#### Brief
From the listing below, extract each line containing the string "over".

#### Supplied material

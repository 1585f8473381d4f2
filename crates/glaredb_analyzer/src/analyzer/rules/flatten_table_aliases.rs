use crate::analyzer::Analyzer;
use crate::analyzer::rule::{AnalyzerRule, RuleId, RuleSelector};
use crate::analyzer::scope::Scope;
use crate::context::AnalysisContext;
use crate::errors::Result;
use crate::logical::operator::LogicalOperator;
use crate::transform::{Transformed, transform_up};

/// Folds table aliases into the node they alias where possible.
///
/// An alias over a derived table renames the derived table. An alias over
/// another alias replaces it.
#[derive(Debug, Clone, Copy)]
pub struct FlattenTableAliases;

impl AnalyzerRule for FlattenTableAliases {
    fn id(&self) -> RuleId {
        RuleId::FlattenTableAliases
    }

    fn apply(
        &self,
        _analyzer: &Analyzer,
        _ctx: &AnalysisContext,
        plan: LogicalOperator,
        _scope: &Scope,
        _selector: &RuleSelector,
    ) -> Result<Transformed<LogicalOperator>> {
        transform_up(plan, &mut |node| match node {
            LogicalOperator::TableAlias(mut alias) => match alias.take_one_child_exact()? {
                LogicalOperator::SubqueryAlias(sqa) => Ok(Transformed::new_tree(
                    LogicalOperator::SubqueryAlias(sqa.with_name(alias.node.name)),
                )),
                LogicalOperator::TableAlias(mut inner) => {
                    alias.children = vec![inner.take_one_child_exact()?];
                    Ok(Transformed::new_tree(LogicalOperator::TableAlias(alias)))
                }
                child => {
                    alias.children = vec![child];
                    Ok(Transformed::same(LogicalOperator::TableAlias(alias)))
                }
            },
            other => Ok(Transformed::same(other)),
        })
    }
}
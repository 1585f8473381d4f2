//! Read-only, top down walks over plans and expressions.

use crate::expr::Expression;
use crate::expr::subquery_expr::SubqueryExpr;
use crate::logical::operator::LogicalOperator;

/// Controls how a walk continues after visiting a node.
#[derive(Debug, Clone, Copy, PartialEq, Eq)]
pub enum Recursion {
    /// Continue into the node's children.
    Continue,
    /// Skip the node's children, continue with its siblings.
    Jump,
    /// Stop the walk.
    Stop,
}

/// Walk a plan top down.
///
/// Returns `Recursion::Stop` if the walk was stopped early.
pub fn inspect_plan<F>(plan: &LogicalOperator, f: &mut F) -> Recursion
where
    F: FnMut(&LogicalOperator) -> Recursion,
{
    match f(plan) {
        Recursion::Stop => return Recursion::Stop,
        Recursion::Jump => return Recursion::Continue,
        Recursion::Continue => (),
    }

    for child in plan.children() {
        if inspect_plan(child, f) == Recursion::Stop {
            return Recursion::Stop;
        }
    }

    Recursion::Continue
}

/// Walk an expression top down. Subquery plans are not entered.
pub fn inspect_expr<F>(expr: &Expression, f: &mut F) -> Recursion
where
    F: FnMut(&Expression) -> Recursion,
{
    match f(expr) {
        Recursion::Stop => return Recursion::Stop,
        Recursion::Jump => return Recursion::Continue,
        Recursion::Continue => (),
    }

    for child in expr.children() {
        if inspect_expr(child, f) == Recursion::Stop {
            return Recursion::Stop;
        }
    }

    Recursion::Continue
}

/// Walk every expression of every node in the plan.
pub fn inspect_plan_expressions<F>(plan: &LogicalOperator, f: &mut F) -> Recursion
where
    F: FnMut(&Expression) -> Recursion,
{
    inspect_plan(plan, &mut |node| {
        for expr in node.expressions().unwrap_or_default() {
            if inspect_expr(expr, &mut *f) == Recursion::Stop {
                return Recursion::Stop;
            }
        }
        Recursion::Continue
    })
}

/// Find the first node in the plan (top down) matching the predicate.
pub fn find_plan<'a, P>(plan: &'a LogicalOperator, pred: &mut P) -> Option<&'a LogicalOperator>
where
    P: FnMut(&LogicalOperator) -> bool,
{
    if pred(plan) {
        return Some(plan);
    }
    for child in plan.children() {
        if let Some(found) = find_plan(child, pred) {
            return Some(found);
        }
    }
    None
}

/// Collect the subquery expressions in an expression. Subqueries nested inside
/// those subqueries are not included.
pub fn subqueries_in_expr(expr: &Expression) -> Vec<&SubqueryExpr> {
    fn collect<'a>(expr: &'a Expression, out: &mut Vec<&'a SubqueryExpr>) {
        if let Expression::Subquery(subquery) = expr {
            out.push(subquery);
            return;
        }
        for child in expr.children() {
            collect(child, out);
        }
    }

    let mut out = Vec::new();
    collect(expr, &mut out);
    out
}

/// Collect all subquery expressions directly in the expressions of the plan.
/// Nested subqueries inside those subqueries are not included.
pub fn subqueries_in_plan(plan: &LogicalOperator) -> Vec<&SubqueryExpr> {
    fn walk<'a>(plan: &'a LogicalOperator, out: &mut Vec<&'a SubqueryExpr>) {
        for expr in plan.expressions().unwrap_or_default() {
            out.extend(subqueries_in_expr(expr));
        }
        for child in plan.children() {
            walk(child, out);
        }
    }

    let mut out = Vec::new();
    walk(plan, &mut out);
    out
}
pub mod builder;
pub mod logical_cached_results;
pub mod logical_filter;
pub mod logical_join;
pub mod logical_passthrough;
pub mod logical_project;
pub mod logical_scan;
pub mod logical_show_columns;
pub mod logical_strip_row;
pub mod logical_subquery_alias;
pub mod logical_table_alias;
pub mod logical_trigger;
pub mod logical_unresolved;
pub mod operator;
pub mod schema;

#### Solution to the problem
/// An alias over a derived table renames the derived table. An alias over
//! Read-only, top down walks over plans and expressions.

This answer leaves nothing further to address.